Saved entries
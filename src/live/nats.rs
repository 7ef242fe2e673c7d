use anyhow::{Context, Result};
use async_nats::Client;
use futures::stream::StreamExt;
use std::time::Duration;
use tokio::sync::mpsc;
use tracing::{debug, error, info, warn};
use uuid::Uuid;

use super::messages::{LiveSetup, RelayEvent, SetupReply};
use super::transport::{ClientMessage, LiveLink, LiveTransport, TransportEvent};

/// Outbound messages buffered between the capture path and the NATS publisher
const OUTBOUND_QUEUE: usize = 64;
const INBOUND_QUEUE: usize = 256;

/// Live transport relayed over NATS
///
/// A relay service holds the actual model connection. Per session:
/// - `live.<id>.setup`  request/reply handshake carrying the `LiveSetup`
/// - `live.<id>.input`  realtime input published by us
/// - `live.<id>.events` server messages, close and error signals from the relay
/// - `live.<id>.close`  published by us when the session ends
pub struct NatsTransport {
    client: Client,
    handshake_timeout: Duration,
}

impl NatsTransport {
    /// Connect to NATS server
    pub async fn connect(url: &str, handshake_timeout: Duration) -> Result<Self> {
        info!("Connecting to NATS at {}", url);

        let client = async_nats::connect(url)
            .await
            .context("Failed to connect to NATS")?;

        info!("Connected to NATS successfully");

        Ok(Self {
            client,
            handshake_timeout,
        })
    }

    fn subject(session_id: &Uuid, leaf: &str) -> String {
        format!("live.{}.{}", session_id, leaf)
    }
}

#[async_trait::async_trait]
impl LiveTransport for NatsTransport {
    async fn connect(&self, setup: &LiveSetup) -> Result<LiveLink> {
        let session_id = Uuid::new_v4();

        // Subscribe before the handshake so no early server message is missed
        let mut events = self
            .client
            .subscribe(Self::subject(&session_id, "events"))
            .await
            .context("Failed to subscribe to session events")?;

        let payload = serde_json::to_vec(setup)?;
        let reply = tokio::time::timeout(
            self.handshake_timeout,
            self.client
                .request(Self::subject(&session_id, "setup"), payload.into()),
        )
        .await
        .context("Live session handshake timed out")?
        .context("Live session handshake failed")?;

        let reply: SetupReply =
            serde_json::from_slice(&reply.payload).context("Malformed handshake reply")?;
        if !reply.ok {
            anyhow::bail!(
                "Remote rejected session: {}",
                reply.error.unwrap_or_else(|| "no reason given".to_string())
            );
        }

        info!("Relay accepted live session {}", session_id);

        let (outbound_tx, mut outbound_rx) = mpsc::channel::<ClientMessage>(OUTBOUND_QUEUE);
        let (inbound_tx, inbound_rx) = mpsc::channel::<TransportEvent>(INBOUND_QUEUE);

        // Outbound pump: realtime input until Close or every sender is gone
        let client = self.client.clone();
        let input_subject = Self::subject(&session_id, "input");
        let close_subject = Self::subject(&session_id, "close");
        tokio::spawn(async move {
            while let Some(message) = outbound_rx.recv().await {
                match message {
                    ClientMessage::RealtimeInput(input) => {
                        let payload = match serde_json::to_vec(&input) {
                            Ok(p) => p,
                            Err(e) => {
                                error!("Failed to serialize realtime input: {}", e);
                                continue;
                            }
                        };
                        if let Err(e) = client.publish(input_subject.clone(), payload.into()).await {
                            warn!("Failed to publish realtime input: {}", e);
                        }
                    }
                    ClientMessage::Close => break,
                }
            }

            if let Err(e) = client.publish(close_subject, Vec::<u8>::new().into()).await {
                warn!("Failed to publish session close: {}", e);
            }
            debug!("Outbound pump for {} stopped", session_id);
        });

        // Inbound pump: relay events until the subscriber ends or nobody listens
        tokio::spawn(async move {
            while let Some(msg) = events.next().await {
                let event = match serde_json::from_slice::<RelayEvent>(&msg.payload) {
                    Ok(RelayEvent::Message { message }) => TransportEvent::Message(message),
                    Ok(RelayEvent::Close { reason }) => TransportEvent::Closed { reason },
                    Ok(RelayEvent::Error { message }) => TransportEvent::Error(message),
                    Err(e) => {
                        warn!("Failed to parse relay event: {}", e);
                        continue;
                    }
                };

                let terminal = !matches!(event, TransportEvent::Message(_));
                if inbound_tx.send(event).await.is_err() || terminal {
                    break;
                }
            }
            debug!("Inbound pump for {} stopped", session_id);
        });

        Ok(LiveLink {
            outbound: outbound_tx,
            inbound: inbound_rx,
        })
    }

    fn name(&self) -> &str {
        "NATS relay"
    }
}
---
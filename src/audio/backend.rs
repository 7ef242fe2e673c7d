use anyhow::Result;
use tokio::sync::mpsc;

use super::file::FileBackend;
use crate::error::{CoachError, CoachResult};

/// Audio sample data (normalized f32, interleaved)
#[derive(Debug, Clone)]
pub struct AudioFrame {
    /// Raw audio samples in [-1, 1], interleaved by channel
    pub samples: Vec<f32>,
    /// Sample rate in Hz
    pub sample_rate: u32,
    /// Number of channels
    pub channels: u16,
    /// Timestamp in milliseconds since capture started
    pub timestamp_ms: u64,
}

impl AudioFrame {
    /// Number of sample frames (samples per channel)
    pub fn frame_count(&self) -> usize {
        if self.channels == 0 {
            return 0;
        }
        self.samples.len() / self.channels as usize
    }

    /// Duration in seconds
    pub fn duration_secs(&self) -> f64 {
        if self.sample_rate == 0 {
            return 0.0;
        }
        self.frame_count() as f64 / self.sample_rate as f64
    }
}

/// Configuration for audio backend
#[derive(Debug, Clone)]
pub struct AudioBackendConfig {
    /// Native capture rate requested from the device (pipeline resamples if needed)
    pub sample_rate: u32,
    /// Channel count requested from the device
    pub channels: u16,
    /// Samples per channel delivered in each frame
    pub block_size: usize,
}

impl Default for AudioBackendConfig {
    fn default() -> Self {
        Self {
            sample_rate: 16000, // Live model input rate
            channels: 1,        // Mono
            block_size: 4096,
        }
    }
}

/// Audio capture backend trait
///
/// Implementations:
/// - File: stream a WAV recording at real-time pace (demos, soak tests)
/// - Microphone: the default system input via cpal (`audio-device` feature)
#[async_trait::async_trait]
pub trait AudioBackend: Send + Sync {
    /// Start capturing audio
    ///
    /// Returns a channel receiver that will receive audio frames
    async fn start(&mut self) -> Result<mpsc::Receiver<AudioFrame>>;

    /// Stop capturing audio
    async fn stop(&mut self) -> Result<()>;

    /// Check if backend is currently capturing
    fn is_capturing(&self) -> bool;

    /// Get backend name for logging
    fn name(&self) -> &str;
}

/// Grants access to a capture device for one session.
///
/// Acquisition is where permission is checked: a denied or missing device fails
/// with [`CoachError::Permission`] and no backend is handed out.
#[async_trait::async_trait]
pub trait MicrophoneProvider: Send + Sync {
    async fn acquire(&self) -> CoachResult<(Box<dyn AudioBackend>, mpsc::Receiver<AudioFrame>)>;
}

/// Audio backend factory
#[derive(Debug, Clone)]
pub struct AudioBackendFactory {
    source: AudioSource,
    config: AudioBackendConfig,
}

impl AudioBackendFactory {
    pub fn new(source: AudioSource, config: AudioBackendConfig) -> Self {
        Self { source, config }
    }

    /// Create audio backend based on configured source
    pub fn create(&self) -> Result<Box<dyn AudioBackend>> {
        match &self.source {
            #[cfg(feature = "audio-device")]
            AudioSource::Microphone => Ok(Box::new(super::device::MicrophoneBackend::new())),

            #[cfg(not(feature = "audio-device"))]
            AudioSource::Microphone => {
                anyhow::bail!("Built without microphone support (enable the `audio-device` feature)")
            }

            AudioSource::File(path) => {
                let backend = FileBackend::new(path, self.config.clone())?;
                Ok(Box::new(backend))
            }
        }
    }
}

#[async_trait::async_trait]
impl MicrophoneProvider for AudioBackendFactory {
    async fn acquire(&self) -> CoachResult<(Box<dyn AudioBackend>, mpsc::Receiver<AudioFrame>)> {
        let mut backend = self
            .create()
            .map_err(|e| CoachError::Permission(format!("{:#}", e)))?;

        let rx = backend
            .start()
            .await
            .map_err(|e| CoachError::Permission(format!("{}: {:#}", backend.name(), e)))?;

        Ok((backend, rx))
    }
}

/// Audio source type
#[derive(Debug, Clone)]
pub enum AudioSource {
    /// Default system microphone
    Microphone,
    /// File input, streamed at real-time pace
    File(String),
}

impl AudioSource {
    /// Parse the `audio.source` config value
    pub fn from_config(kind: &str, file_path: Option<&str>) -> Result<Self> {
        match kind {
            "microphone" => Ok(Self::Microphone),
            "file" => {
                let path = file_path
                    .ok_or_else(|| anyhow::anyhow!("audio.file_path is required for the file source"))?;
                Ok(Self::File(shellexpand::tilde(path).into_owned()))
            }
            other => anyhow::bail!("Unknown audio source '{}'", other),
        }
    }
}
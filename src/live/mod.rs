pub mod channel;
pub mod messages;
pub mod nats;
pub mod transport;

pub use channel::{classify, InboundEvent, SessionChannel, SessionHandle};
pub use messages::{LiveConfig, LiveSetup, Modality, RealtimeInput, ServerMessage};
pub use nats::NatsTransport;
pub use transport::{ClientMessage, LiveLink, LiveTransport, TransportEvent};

> [YOUR OBJECTIVE]: The expected output is each line of the records above that includes the word "usize".

> [RESULT BELOW]:
const OUTBOUND_QUEUE: usize = 64;
const INBOUND_QUEUE: usize = 256;
    pub fn frame_count(&self) -> usize {
        self.samples.len() / self.channels as usize
    pub block_size: usize,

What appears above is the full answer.